Vieles, etwa die Ausfuhrrestriktionen, änderten sich durch das Kunstrückgabegesetz 1998. Doch zahlreiche Kapitel der Enteignung jüdischer Sammler sind immer noch im Dunkeln.
Wie die Historikerinnen Gabriele Anderl und Alexander Caruso in ihrer Forschung („NS-Kunstraub in Österreich und die Folgen“) erinnern, hatte Österreich eine Sonderrolle im Umgang mit Kunstwerken im jüdischen Eigentum.
Andere Situation als in Deutschland
„Während in Deutschland die Museen 1937 systematisch von Werken sogenannter entarteter Kunst gesäubert worden waren, kam es im annektierten Österreich zu keiner vergleichbaren Entwicklung.“ Der Grund dafür sei die konservative Sammlungspolitik österreichischer Museen gewesen, aber auch, dass es eine radikale Avantgarde im österreichischen Kunstschaffen nur ansatzweise gegeben habe.
Die privaten Kunstsammlungen spiegeln diesen Konservativismus auch in gewisser Weise wider.
Kunst-„Verkauf“, um zu überleben
Schon in den ersten Wochen der NS-Herrschaft war die Pogromstimmung im Land sehr stark. „Angesichts der raschen und konsequenten Zerstörung ihrer materiellen Lebensgrundlage hatten sich Jüdinnen und Juden vielfach gezwungen gesehen, Kunstschätze aus ihrem Besitz unter dem tatsächlichen Wert zu veräußern, um ihr Überleben zu sichern oder die für die Flucht nötigen finanziellen Mittel aufzubringen“, so Anderl und Caruso.

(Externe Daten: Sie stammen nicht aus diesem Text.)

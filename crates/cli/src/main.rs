//! Reign Co CLI - database migrations and catalog seeding.
//!
//! # Usage
//!
//! ```bash
//! # Run storefront database migrations
//! reign-cli migrate
//!
//! # Seed the catalog with the demo products
//! reign-cli seed
//! ```

#![cfg_attr(not(test), forbid(unsafe_code))]

use clap::{Parser, Subcommand};

mod commands;

#[derive(Parser)]
#[command(name = "reign-cli")]
#[command(author, version, about = "Reign Co storefront CLI tools")]
struct Cli {
    #[command(subcommand)]
    command: Commands,
}

#[derive(Subcommand)]
enum Commands {
    /// Run database migrations
    Migrate,
    /// Seed the catalog with demo products
    Seed,
}

#[tokio::main]
async fn main() {
    // Initialize tracing
    tracing_subscriber::fmt::init();

    let cli = Cli::parse();

    let result: Result<(), Box<dyn std::error::Error>> = run(cli).await;

    if let Err(e) = result {
        tracing::error!("Command failed: {e}");
        std::process::exit(1);
    }
}

async fn run(cli: Cli) -> Result<(), Box<dyn std::error::Error>> {
    match cli.command {
        Commands::Migrate => commands::migrate::run().await?,
        Commands::Seed => commands::seed::run().await?,
    }
    Ok(())
}
//! Reign Core - Shared types library.
//!
//! This crate provides common types used across all Reign Co components:
//! - `storefront` - Public cart, checkout, and order API
//! - `cli` - Command-line tools for migrations and catalog seeding
//!
//! # Architecture
//!
//! The core crate contains only types - no I/O, no database access,
//! no HTTP clients. This keeps it lightweight and allows it to be used anywhere.
//!
//! # Modules
//!
//! - [`types`] - Newtype wrappers for type-safe IDs, money, emails,
//!   coordinates, and order statuses

#![cfg_attr(not(test), forbid(unsafe_code))]

pub mod types;

pub use types::*;
//! Storefront configuration loaded from environment variables.
//!
//! # Environment Variables
//!
//! ## Required
//! - `STOREFRONT_DATABASE_URL` - `SQLite` connection string (falls back to `DATABASE_URL`)
//!
//! ## Optional
//! - `STOREFRONT_HOST` - Bind address (default: 127.0.0.1)
//! - `STOREFRONT_PORT` - Listen port (default: 3000)
//! - `DELIVERY_BASE_FARE` - Flat fare added to every delivery (default: 10)
//! - `DELIVERY_PER_KM_RATE` - Fare per kilometre (default: 2.5)
//! - `DELIVERY_MINIMUM_FEE` - Floor applied after rounding (default: 15)
//! - `DELIVERY_FEE_INCREMENT` - Rounding increment for fees (default: 0.5)
//! - `SELLER_LAT` / `SELLER_LNG` - Where deliveries are dispatched from
//! - `SERVICE_REGION_MIN_LAT` / `SERVICE_REGION_MAX_LAT` /
//!   `SERVICE_REGION_MIN_LNG` / `SERVICE_REGION_MAX_LNG` - Delivery bounding box
//! - `MEETUP_LOCATIONS` - JSON array of meetup pickup points
//! - `GEOCODING_BASE_URL` - Nominatim-compatible endpoint
//! - `GEOCODING_TIMEOUT_SECS` - Reverse-geocode timeout (default: 5)
//! - `SENTRY_DSN` - Sentry error tracking DSN
//!
//! The delivery-fee constants have been retuned several times in the shop's
//! history, which is why they are configuration rather than literals in the
//! pricing code.

use std::net::{IpAddr, SocketAddr};
use std::time::Duration;

use secrecy::SecretString;
use serde::{Deserialize, Serialize};
use thiserror::Error;

use reign_core::{Coordinates, Money, RegionBounds};

/// Default meetup pickup points around Doha.
const DEFAULT_MEETUP_LOCATIONS: &str = r#"[
  {"id": "souq-waqif", "name": "Souq Waqif main gate", "coordinates": {"lat": 25.2867, "lng": 51.5333}},
  {"id": "katara", "name": "Katara Cultural Village", "coordinates": {"lat": 25.3594, "lng": 51.5260}},
  {"id": "villaggio", "name": "Villaggio Mall entrance", "coordinates": {"lat": 25.2610, "lng": 51.4416}}
]"#;

/// Configuration errors that can occur during loading.
#[derive(Debug, Error)]
pub enum ConfigError {
    #[error("Missing environment variable: {0}")]
    MissingEnvVar(String),
    #[error("Invalid environment variable {0}: {1}")]
    InvalidEnvVar(String, String),
}

/// Storefront application configuration.
#[derive(Debug, Clone)]
pub struct StorefrontConfig {
    /// `SQLite` database connection URL
    pub database_url: SecretString,
    /// IP address to bind the server to
    pub host: IpAddr,
    /// Port to listen on
    pub port: u16,
    /// Everything checkout pricing needs
    pub checkout: CheckoutConfig,
    /// Reverse-geocoding gateway configuration
    pub geocoding: GeocodingConfig,
    /// Sentry DSN for error tracking
    pub sentry_dsn: Option<String>,
}

/// Pricing constants, seller origin, service region, and meetup points.
///
/// Injected into the pricing engine and order creation so tests can
/// substitute deterministic values.
#[derive(Debug, Clone)]
pub struct CheckoutConfig {
    /// Delivery-fee formula constants
    pub pricing: PricingConfig,
    /// Where deliveries are dispatched from
    pub seller: Coordinates,
    /// Rectangular delivery service region
    pub region: RegionBounds,
    /// Fixed list of meetup pickup points
    pub meetup_locations: Vec<MeetupLocation>,
}

impl CheckoutConfig {
    /// Look up a meetup location by its id.
    #[must_use]
    pub fn meetup_location(&self, id: &str) -> Option<&MeetupLocation> {
        self.meetup_locations.iter().find(|loc| loc.id == id)
    }
}

/// Constants of the delivery-fee formula.
#[derive(Debug, Clone, Copy)]
pub struct PricingConfig {
    /// Flat fare added to every delivery.
    pub base_fare: Money,
    /// Fare per kilometre of great-circle distance.
    pub per_km_rate: Money,
    /// Floor applied after rounding.
    pub minimum_fee: Money,
    /// Fees are rounded to a multiple of this increment.
    pub rounding_increment: Money,
}

/// A fixed meetup pickup point.
#[derive(Debug, Clone, Serialize, Deserialize, PartialEq)]
#[serde(rename_all = "camelCase")]
pub struct MeetupLocation {
    pub id: String,
    pub name: String,
    pub coordinates: Coordinates,
}

/// Reverse-geocoding gateway configuration.
#[derive(Debug, Clone)]
pub struct GeocodingConfig {
    /// Nominatim-compatible endpoint base URL.
    pub base_url: String,
    /// Per-request timeout.
    pub timeout: Duration,
}

impl StorefrontConfig {
    /// Load configuration from environment variables.
    ///
    /// Calls `dotenvy::dotenv()` to load from `.env` file if present.
    ///
    /// # Errors
    ///
    /// Returns `ConfigError` if required variables are missing or invalid.
    pub fn from_env() -> Result<Self, ConfigError> {
        // Load .env file if present (ignore errors if not found)
        let _ = dotenvy::dotenv();

        let database_url = get_database_url("STOREFRONT_DATABASE_URL")?;
        let host = get_env_parsed::<IpAddr>("STOREFRONT_HOST", "127.0.0.1")?;
        let port = get_env_parsed::<u16>("STOREFRONT_PORT", "3000")?;

        let checkout = CheckoutConfig::from_env()?;
        let geocoding = GeocodingConfig::from_env()?;
        let sentry_dsn = get_optional_env("SENTRY_DSN");

        Ok(Self {
            database_url,
            host,
            port,
            checkout,
            geocoding,
            sentry_dsn,
        })
    }

    /// Returns the socket address for binding the server.
    #[must_use]
    pub const fn socket_addr(&self) -> SocketAddr {
        SocketAddr::new(self.host, self.port)
    }
}

impl CheckoutConfig {
    fn from_env() -> Result<Self, ConfigError> {
        let pricing = PricingConfig {
            base_fare: get_env_parsed::<Money>("DELIVERY_BASE_FARE", "10")?,
            per_km_rate: get_env_parsed::<Money>("DELIVERY_PER_KM_RATE", "2.5")?,
            minimum_fee: get_env_parsed::<Money>("DELIVERY_MINIMUM_FEE", "15")?,
            rounding_increment: get_env_parsed::<Money>("DELIVERY_FEE_INCREMENT", "0.5")?,
        };

        let seller = Coordinates::new(
            get_env_parsed::<f64>("SELLER_LAT", "25.2854")?,
            get_env_parsed::<f64>("SELLER_LNG", "51.5310")?,
        );

        let region = RegionBounds {
            min_lat: get_env_parsed::<f64>("SERVICE_REGION_MIN_LAT", "24.4")?,
            max_lat: get_env_parsed::<f64>("SERVICE_REGION_MAX_LAT", "26.2")?,
            min_lng: get_env_parsed::<f64>("SERVICE_REGION_MIN_LNG", "50.7")?,
            max_lng: get_env_parsed::<f64>("SERVICE_REGION_MAX_LNG", "51.7")?,
        };

        let meetup_json =
            std::env::var("MEETUP_LOCATIONS").unwrap_or_else(|_| DEFAULT_MEETUP_LOCATIONS.into());
        let meetup_locations: Vec<MeetupLocation> = serde_json::from_str(&meetup_json)
            .map_err(|e| ConfigError::InvalidEnvVar("MEETUP_LOCATIONS".into(), e.to_string()))?;

        Ok(Self {
            pricing,
            seller,
            region,
            meetup_locations,
        })
    }
}

impl GeocodingConfig {
    fn from_env() -> Result<Self, ConfigError> {
        Ok(Self {
            base_url: get_env_or_default("GEOCODING_BASE_URL", "https://nominatim.openstreetmap.org"),
            timeout: Duration::from_secs(get_env_parsed::<u64>("GEOCODING_TIMEOUT_SECS", "5")?),
        })
    }
}

// =============================================================================
// Helper Functions
// =============================================================================

/// Get database URL with fallback to generic `DATABASE_URL`.
fn get_database_url(primary_key: &str) -> Result<SecretString, ConfigError> {
    if let Ok(value) = std::env::var(primary_key) {
        return Ok(SecretString::from(value));
    }
    if let Ok(value) = std::env::var("DATABASE_URL") {
        return Ok(SecretString::from(value));
    }
    Err(ConfigError::MissingEnvVar(primary_key.to_string()))
}

/// Get an optional environment variable.
fn get_optional_env(key: &str) -> Option<String> {
    std::env::var(key).ok()
}

/// Get an environment variable with a default value.
fn get_env_or_default(key: &str, default: &str) -> String {
    std::env::var(key).unwrap_or_else(|_| default.to_string())
}

/// Get an environment variable (with default) parsed into `T`.
fn get_env_parsed<T>(key: &str, default: &str) -> Result<T, ConfigError>
where
    T: std::str::FromStr,
    T::Err: std::fmt::Display,
{
    get_env_or_default(key, default)
        .parse::<T>()
        .map_err(|e| ConfigError::InvalidEnvVar(key.to_string(), e.to_string()))
}
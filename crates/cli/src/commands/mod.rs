//! CLI command implementations.

pub mod migrate;
pub mod seed;

use secrecy::SecretString;
use thiserror::Error;

/// Errors shared by the CLI commands.
#[derive(Debug, Error)]
pub enum CommandError {
    #[error("missing environment variable: {0}")]
    MissingEnvVar(&'static str),
    #[error("database error: {0}")]
    Database(#[from] sqlx::Error),
    #[error("migration error: {0}")]
    Migration(#[from] sqlx::migrate::MigrateError),
    #[error("repository error: {0}")]
    Repository(#[from] reign_storefront::db::RepositoryError),
}

/// Resolve the storefront database URL from the environment.
pub fn database_url() -> Result<SecretString, CommandError> {
    dotenvy::dotenv().ok();

    std::env::var("STOREFRONT_DATABASE_URL")
        .or_else(|_| std::env::var("DATABASE_URL"))
        .map(SecretString::from)
        .map_err(|_| CommandError::MissingEnvVar("STOREFRONT_DATABASE_URL"))
}
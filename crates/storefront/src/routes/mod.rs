//! HTTP routing.
//!
//! Route table:
//!
//! | Method | Path                      | Handler                    |
//! |--------|---------------------------|----------------------------|
//! | GET    | `/health`                 | liveness probe             |
//! | GET    | `/health/ready`           | readiness probe (DB ping)  |
//! | GET    | `/cart/{identity}`        | [`cart::get_cart`]         |
//! | POST   | `/cart/{identity}/add`    | [`cart::add_item`]         |
//! | POST   | `/cart/{identity}/update` | [`cart::update_item`]      |
//! | DELETE | `/cart/{identity}/clear`  | [`cart::clear_cart`]       |
//! | POST   | `/orders`                 | [`orders::create_order`]   |
//! | GET    | `/orders`                 | [`orders::list_orders`]    |
//! | PATCH  | `/orders/{id}`            | [`orders::update_status`]  |
//! | GET    | `/geocode/reverse`        | [`geocode::reverse`]       |

pub mod cart;
pub mod geocode;
pub mod orders;

use axum::Router;
use axum::extract::State;
use axum::http::StatusCode;
use axum::routing::{get, patch, post};
use tower_http::trace::TraceLayer;

use crate::state::AppState;

/// Build the application router.
pub fn app(state: AppState) -> Router {
    Router::new()
        .route("/health", get(health))
        .route("/health/ready", get(ready))
        .route("/cart/{identity}", get(cart::get_cart))
        .route("/cart/{identity}/add", post(cart::add_item))
        .route("/cart/{identity}/update", post(cart::update_item))
        .route("/cart/{identity}/clear", axum::routing::delete(cart::clear_cart))
        .route("/orders", post(orders::create_order).get(orders::list_orders))
        .route("/orders/{id}", patch(orders::update_status))
        .route("/geocode/reverse", get(geocode::reverse))
        .layer(TraceLayer::new_for_http())
        .with_state(state)
}

async fn health() -> StatusCode {
    StatusCode::OK
}

async fn ready(State(state): State<AppState>) -> StatusCode {
    match sqlx::query("SELECT 1").execute(state.pool()).await {
        Ok(_) => StatusCode::OK,
        Err(err) => {
            tracing::warn!(error = %err, "readiness check failed");
            StatusCode::SERVICE_UNAVAILABLE
        }
    }
}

Ein großer Teil der Kunstgüter kam auf den heimischen Kunstmarkt. Das Dorotheum half kräftig mit, jene den Juden billig abgekauften Güter an die neuen Besitzer zu vermitteln. Museumsfachleute waren für das Auktionshaus in der Nazi-Zeit tätig - und interessanterweise tauchen die gleichen Experten nach 1945 wieder als „Experten“ auf, als es um die Klärung von Herkunftsfragen ging.
Experte zweier Zeiten
Einer der „Hauptakteure bei der ‚Arisierung‘ der Wiener Kunstsammlungen“ war, so Czernin in seinem Buch über den Fall Bloch-Bauer („Die Fälschung“, 1999), der ehemalige Direktor der Staats- und Gemäldegalerie im Belvedere, Bruno Grimschitz: Grimschitz fungierte als Schätzmeister und half dem Belvedere und dem Kunsthistorischen Museum zwischen 1938 und 1945, deren Sammlungen preisgünstig zu erweitern.
Nach dem Krieg lobte sich Grimschitz in einer Stellungnahme für seine „ungewöhnlich reiche und weitgehend den nationalsozialistischen Richtlinien entgegengesetzte Erwerbungstätigkeit“. Die Ansicht, dass da einer vor allem mitgeholfen habe, jene von den Nazis beanstandeten Kunstwerke quasi in ihrem „Überleben“ gesichert zu haben, setzte sich nach dem Krieg als Meinung unter „Experten“ rasch durch.